Man, 80, with motor neurone disease is due to die at Dignitas today

‘By the time you read this I’ll be dead’: British man, 80, leaves haunting letter as he ends his life at Dignitas after his wife was warned by police she faced 14 years in jail for helping him

  • Geoff Whaley, who has motor neurone disease, ended his life at Dignitas clinic 
  • Mr Whaley had called for a change to law after his wife was interviewed by police
  • 80-year-old devastated that his wife of 52 years warned she may be prosecuted 
  • Law ‘robbed him of control over his death’ and punished those trying to help him

A grandfather with motor neurone disease penned a candid letter to MPs and published it in the moments before he ended his life at the Dignitas clinic today.  

Retired accountant Geoff Whaley, from Buckinghamshire, chose to die at Dignitas in Switzerland, rather than face ‘immense suffering’ in the end stages of the devastating disease. 

The grandfather-of-four, 80, passed away at the clinic at 10am this morning. 

Just moments before his death, he posted a haunting letter to the Government, calling for a change in the law which he said, ‘robbed me of control over my death.’

He revealed how he ‘sobbed’ when his wife was grilled by police, adding: ‘[The law] sought to punish those attempting to help me get there. The hypocrisy and cruelty of this is astounding.’ 

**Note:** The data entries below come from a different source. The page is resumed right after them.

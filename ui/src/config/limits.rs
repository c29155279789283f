/// Hard limits applied when validating user configuration

/// Smallest page a source may be asked for
pub const MIN_PAGE_SIZE: u32 = 1;

/// Largest page a source may be asked for
pub const MAX_PAGE_SIZE: u32 = 500;

/// Largest trigger distance, in rows, from the arrival edge
pub const MAX_THRESHOLD_ROWS: u32 = 1000;

/// Longest fetch timeout (10 minutes)
pub const MAX_FETCH_TIMEOUT_MS: u64 = 600_000;

/// Bounds of the demo source's simulated failure probability
pub const MIN_FAILURE_RATE: f64 = 0.0;
pub const MAX_FAILURE_RATE: f64 = 1.0;

/// Bounds of the concurrent fetch pool
pub const MIN_TASK_POOL_SIZE: usize = 1;
pub const MAX_TASK_POOL_SIZE: usize = 64;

Mr Whaley wanted assisted suicide to be made legal in the UK after his wife of 52 years, Ann, was interviewed under caution last week and warned she faces 14 years in prison for helping her husband to die.  

When asked about helping her husband ‘commit suicide’, 76-year-old Mrs Whaley said: ‘I don’t think of it like that. When you’ve got a husband as brave as mine you have to support him.’ 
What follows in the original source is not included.